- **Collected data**
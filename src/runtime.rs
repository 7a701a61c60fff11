//! Runtime for executing a tutoring session
//!
//! One runtime task owns the session state. The host talks to it through a
//! [`SessionHandle`]; every state change is published to subscribers as a
//! [`SessionUpdate`].

mod countdown;
mod executor;
pub mod traits;

#[cfg(test)]
pub mod testing;

pub use executor::SessionRuntime;
pub use traits::*;

use crate::backend::PackageId;
use crate::error::SessionError;
use crate::state_machine::{Event, SessionContext, SessionNotice, SessionSnapshot, SessionState};
use crate::transcript::TranscriptEntry;
use crate::transport::MediaCapability;
use serde::Serialize;
use std::sync::Arc;
use std::time::Duration;
use tokio::sync::{broadcast, mpsc, oneshot, watch};
use tokio::task::JoinHandle;

const COMMAND_CAPACITY: usize = 32;
const EVENT_CAPACITY: usize = 64;
const UPDATE_CAPACITY: usize = 128;

/// External collaborators the runtime drives
#[derive(Clone)]
pub struct SessionServices {
    pub permissions: Arc<dyn PermissionProvider>,
    pub tokens: Arc<dyn TokenBroker>,
    pub billing: Arc<dyn BillingGate>,
    pub ledger: Arc<dyn Ledger>,
    pub catalog: Arc<dyn PackageCatalog>,
    pub transcripts: Arc<dyn TranscriptStore>,
    pub media: MediaCapability,
}

#[derive(Debug, Clone)]
pub struct RuntimeOptions {
    /// Countdown granularity; one tick removes one second of session time
    pub tick_period: Duration,
    /// Upper bound on waiting for the transport to close during teardown
    pub close_timeout: Duration,
}

impl Default for RuntimeOptions {
    fn default() -> Self {
        Self {
            tick_period: Duration::from_secs(1),
            close_timeout: Duration::from_secs(5),
        }
    }
}

/// Updates pushed to observers
#[derive(Debug, Clone, Serialize)]
#[serde(tag = "type", rename_all = "snake_case")]
pub enum SessionUpdate {
    StateChanged { snapshot: SessionSnapshot },
    Notice { notice: SessionNotice },
    TranscriptAppended { entry: TranscriptEntry },
    NavigateToFeedback,
}

/// Commands accepted from the host
#[derive(Debug, Clone)]
pub enum SessionCommand {
    Select { package_id: PackageId },
    ClearSelection,
    Start,
    End,
    Unmount,
}

pub(crate) struct CommandEnvelope {
    pub command: SessionCommand,
    pub reply: oneshot::Sender<Result<(), SessionError>>,
}

/// Event produced by a background task, stamped with the scope it belongs to
#[derive(Debug)]
pub(crate) struct ScopedEvent {
    pub epoch: u64,
    pub event: Event,
}

/// Host-side handle to a running session
#[derive(Clone)]
pub struct SessionHandle {
    command_tx: mpsc::Sender<CommandEnvelope>,
    update_tx: broadcast::Sender<SessionUpdate>,
    snapshot_rx: watch::Receiver<SessionSnapshot>,
}

impl SessionHandle {
    pub async fn select(&self, package_id: impl Into<PackageId>) -> Result<(), SessionError> {
        self.send(SessionCommand::Select {
            package_id: package_id.into(),
        })
        .await
    }

    pub async fn clear_selection(&self) -> Result<(), SessionError> {
        self.send(SessionCommand::ClearSelection).await
    }

    pub async fn start(&self) -> Result<(), SessionError> {
        self.send(SessionCommand::Start).await
    }

    pub async fn end(&self) -> Result<(), SessionError> {
        self.send(SessionCommand::End).await
    }

    /// Tear everything down. The runtime task exits once the session is idle.
    pub async fn unmount(&self) -> Result<(), SessionError> {
        self.send(SessionCommand::Unmount).await
    }

    pub async fn send(&self, command: SessionCommand) -> Result<(), SessionError> {
        let (reply, response) = oneshot::channel();
        self.command_tx
            .send(CommandEnvelope { command, reply })
            .await
            .map_err(|_| SessionError::invalid_request("session runtime has stopped"))?;
        response
            .await
            .map_err(|_| SessionError::invalid_request("session runtime has stopped"))?
    }

    pub fn subscribe(&self) -> broadcast::Receiver<SessionUpdate> {
        self.update_tx.subscribe()
    }

    pub fn snapshot(&self) -> SessionSnapshot {
        self.snapshot_rx.borrow().clone()
    }
}

/// Spawn a session runtime in `Idle` and return its handle
pub fn spawn_session(
    context: SessionContext,
    services: SessionServices,
    options: RuntimeOptions,
) -> (SessionHandle, JoinHandle<()>) {
    let (command_tx, command_rx) = mpsc::channel(COMMAND_CAPACITY);
    let (event_tx, event_rx) = mpsc::channel(EVENT_CAPACITY);
    let (update_tx, _) = broadcast::channel(UPDATE_CAPACITY);
    let state = SessionState::Idle;
    let (snapshot_tx, snapshot_rx) = watch::channel(state.snapshot());

    let runtime = SessionRuntime::new(
        context,
        state,
        services,
        options,
        command_rx,
        event_tx,
        event_rx,
        update_tx.clone(),
        snapshot_tx,
    );
    let task = tokio::spawn(runtime.run());

    let handle = SessionHandle {
        command_tx,
        update_tx,
        snapshot_rx,
    };
    (handle, task)
}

- **Exercise details**
What is needed is the data above, output in full and exactly as it stands.

- **Answer for this exercise**
filename src/runtime.rs
repository 7a701a61c60fff11
//! Runtime for executing a tutoring session
//!
//! One runtime task owns the session state. The host talks to it through a
//! [`SessionHandle`]; every state change is published to subscribers as a
//! [`SessionUpdate`].

mod countdown;
mod executor;
pub mod traits;

#[cfg(test)]
pub mod testing;

pub use executor::SessionRuntime;
pub use traits::*;

use crate::backend::PackageId;
use crate::error::SessionError;
use crate::state_machine::{Event, SessionContext, SessionNotice, SessionSnapshot, SessionState};
use crate::transcript::TranscriptEntry;
use crate::transport::MediaCapability;
use serde::Serialize;
use std::sync::Arc;
use std::time::Duration;
use tokio::sync::{broadcast, mpsc, oneshot, watch};
use tokio::task::JoinHandle;

const COMMAND_CAPACITY: usize = 32;
const EVENT_CAPACITY: usize = 64;
const UPDATE_CAPACITY: usize = 128;

/// External collaborators the runtime drives
#[derive(Clone)]
pub struct SessionServices {
    pub permissions: Arc<dyn PermissionProvider>,
    pub tokens: Arc<dyn TokenBroker>,
    pub billing: Arc<dyn BillingGate>,
    pub ledger: Arc<dyn Ledger>,
    pub catalog: Arc<dyn PackageCatalog>,
    pub transcripts: Arc<dyn TranscriptStore>,
    pub media: MediaCapability,
}

#[derive(Debug, Clone)]
pub struct RuntimeOptions {
    /// Countdown granularity; one tick removes one second of session time
    pub tick_period: Duration,
    /// Upper bound on waiting for the transport to close during teardown
    pub close_timeout: Duration,
}

impl Default for RuntimeOptions {
    fn default() -> Self {
        Self {
            tick_period: Duration::from_secs(1),
            close_timeout: Duration::from_secs(5),
        }
    }
}

/// Updates pushed to observers
#[derive(Debug, Clone, Serialize)]
#[serde(tag = "type", rename_all = "snake_case")]
pub enum SessionUpdate {
    StateChanged { snapshot: SessionSnapshot },
    Notice { notice: SessionNotice },
    TranscriptAppended { entry: TranscriptEntry },
    NavigateToFeedback,
}

/// Commands accepted from the host
#[derive(Debug, Clone)]
pub enum SessionCommand {
    Select { package_id: PackageId },
    ClearSelection,
    Start,
    End,
    Unmount,
}

pub(crate) struct CommandEnvelope {
    pub command: SessionCommand,
    pub reply: oneshot::Sender<Result<(), SessionError>>,
}

/// Event produced by a background task, stamped with the scope it belongs to
#[derive(Debug)]
pub(crate) struct ScopedEvent {
    pub epoch: u64,
    pub event: Event,
}

/// Host-side handle to a running session
#[derive(Clone)]
pub struct SessionHandle {
    command_tx: mpsc::Sender<CommandEnvelope>,
    update_tx: broadcast::Sender<SessionUpdate>,
    snapshot_rx: watch::Receiver<SessionSnapshot>,
}

impl SessionHandle {
    pub async fn select(&self, package_id: impl Into<PackageId>) -> Result<(), SessionError> {
        self.send(SessionCommand::Select {
            package_id: package_id.into(),
        })
        .await
    }

    pub async fn clear_selection(&self) -> Result<(), SessionError> {
        self.send(SessionCommand::ClearSelection).await
    }

    pub async fn start(&self) -> Result<(), SessionError> {
        self.send(SessionCommand::Start).await
    }

    pub async fn end(&self) -> Result<(), SessionError> {
        self.send(SessionCommand::End).await
    }

    /// Tear everything down. The runtime task exits once the session is idle.
    pub async fn unmount(&self) -> Result<(), SessionError> {
        self.send(SessionCommand::Unmount).await
    }

    pub async fn send(&self, command: SessionCommand) -> Result<(), SessionError> {
        let (reply, response) = oneshot::channel();
        self.command_tx
            .send(CommandEnvelope { command, reply })
            .await
            .map_err(|_| SessionError::invalid_request("session runtime has stopped"))?;
        response
            .await
            .map_err(|_| SessionError::invalid_request("session runtime has stopped"))?
    }

    pub fn subscribe(&self) -> broadcast::Receiver<SessionUpdate> {
        self.update_tx.subscribe()
    }

    pub fn snapshot(&self) -> SessionSnapshot {
        self.snapshot_rx.borrow().clone()
    }
}

/// Spawn a session runtime in `Idle` and return its handle
pub fn spawn_session(
    context: SessionContext,
    services: SessionServices,
    options: RuntimeOptions,
) -> (SessionHandle, JoinHandle<()>) {
    let (command_tx, command_rx) = mpsc::channel(COMMAND_CAPACITY);
    let (event_tx, event_rx) = mpsc::channel(EVENT_CAPACITY);
    let (update_tx, _) = broadcast::channel(UPDATE_CAPACITY);
    let state = SessionState::Idle;
    let (snapshot_tx, snapshot_rx) = watch::channel(state.snapshot());

    let runtime = SessionRuntime::new(
        context,
        state,
        services,
        options,
        command_rx,
        event_tx,
        event_rx,
        update_tx.clone(),
        snapshot_tx,
    );
    let task = tokio::spawn(runtime.run());

    let handle = SessionHandle {
        command_tx,
        update_tx,
        snapshot_rx,
    };
    (handle, task)
}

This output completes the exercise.